He’d wanted to use the spear and kill her without going back into the Silvers and wasting weeks, possibly months, doing it. But after I pulled him aside and explained that she was the perfect test, he’d reluctantly agreed, and I realized that he, too, hoped the legend was an erroneous myth.
Why? He thought I was the concubine. Considering what I was afraid I was, the concubine didn’t seem like such a bad thing to be.
Unless he’d concluded that, if I was the concubine, the king himself was destined to come for me at some point, and that was one foe he might not be able to take on, even in beast form. Perhaps he worried that the king would take his OOP detector, and then where would he be?
But if you ask her one thing about me, Ms. Lane, he’d murmured against my ear, I’ll kill her where we stand, and you won’t get your little test.
I glanced at him from the corner of my eye. Could he? In the same way he killed Fae, whatever it was? Yet he didn’t offer it as mercy. I wondered what he was feeling as we moved down a rosy corridor. Did he mourn her, this woman who’d run his store for years, this woman he’d trusted with more of his secrets than he’d ever entrusted to me? He hadn’t offered to kill her swiftly, to end her suffering. He’d used it only as a threat to keep me from prying into his business.

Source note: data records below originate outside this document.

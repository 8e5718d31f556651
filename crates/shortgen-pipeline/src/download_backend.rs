//! Download backend abstraction.

use std::path::Path;

use async_trait::async_trait;

use shortgen_media::{download_video, probe_metadata, SourceMetadata};

use crate::error::PipelineResult;

/// Fetches source videos and their metadata.
#[async_trait]
pub trait DownloadBackend: Send + Sync {
    /// Probe a URL for title, duration and thumbnail without downloading.
    async fn probe(&self, url: &str) -> PipelineResult<SourceMetadata>;

    /// Download the source to `dest` as mp4.
    async fn fetch(&self, url: &str, dest: &Path) -> PipelineResult<()>;
}

/// Production backend delegating to yt-dlp.
#[derive(Debug, Default, Clone, Copy)]
pub struct YtDlpBackend;

#[async_trait]
impl DownloadBackend for YtDlpBackend {
    async fn probe(&self, url: &str) -> PipelineResult<SourceMetadata> {
        Ok(probe_metadata(url).await?)
    }

    async fn fetch(&self, url: &str, dest: &Path) -> PipelineResult<()> {
        Ok(download_video(url, dest).await?)
    }
}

His face was set in hard, cold lines. He looked down at the top of Fiona’s head and his face changed; then he saw me looking at him and it was again a mask of stone.
He did mourn her—not her suffering or death but that she’d chosen the path that had led her here. I suspected that he would never have stopped caring for her, and taking care of her, if she hadn’t turned on me. But that action had sealed her fate.
Barrons was one of the most complicated men I’d ever met and at the same time one of the simplest: You were with him, or you were against him. Period. End of story. You got only one chance with him. And if you betrayed him, you ceased to exist in his world until he got around to killing you.
Fiona had ceased to exist when she’d let Shades into the bookstore to devour me while I was sleeping—thereby stealing his only chance at something he wanted very badly, whatever it was—and the only thing he felt now was a twinge of wishing it hadn’t turned out this way, a whisper of a regret. Not so long ago he’d put a knife through her heart, and if she hadn’t been eating Unseelie, it would have killed her. He’d been ready to kill her in the alley, and not mercifully.
I stole another look at him, realizing the full extent of what I’d just been mulling over.
He thought I’d betrayed him by taking up with Darroc when I’d believed he was dead. But he hadn’t excised me from his life. Whatever he wanted from the Sinsar Dubh, he wanted very badly.
And according to my own assessment of him, once he had it, he would kill me.
He must have felt my gaze, because he looked at me.
Something wrong, Ms. Lane?
My gaze mocked, Is there anything right about this situation?
He smiled without humor. Besides the obvious.
I shook my head.
You’re looking at me as if you expect me to kill you.
I jerked. Was I that easy to read?
You’re wondering what kind of man I am and how I feel about all this.
I stared.
You think you betrayed me and one day I will kill you for it.
I’m not sure why I even bother talking. My eyes flashed with temper. I hated being so transparent.
That you allied with Darroc to attain your goals did not betray me. I’d have done the same.
Then why are you so pissy?
That you fucked him will be forgiven once you fuck me. Another woman might run headlong toward absolution.
I put an end to our discussion by staring straight ahead.
It was slow going. Fiona couldn’t move very quickly. We proceeded at a snail’s pace through rose halls, to sunshine, to bronze.
“The libraries,” Barrons said as we passed. “We’ll stop on the way back, since we’re in here anyway. I want another look around.”
I felt a sudden tension in the cloaked figure next to me as the dark hood turned my way.
I didn’t need to be able to see her face to sense the bitterness of her gaze or divine the morbid turn of her thoughts.
His comment had driven home that he and I would be walking out of here together and she would be dead. And I knew she thought we would be having a fabulous time, dancing and fighting, having sex and living, while her existence would be over, extinguished as if she’d never been born, unmourned, unmissed.
I felt hatred emanating from beneath that cloak, malevolent and dark, and was glad to see black floors ahead.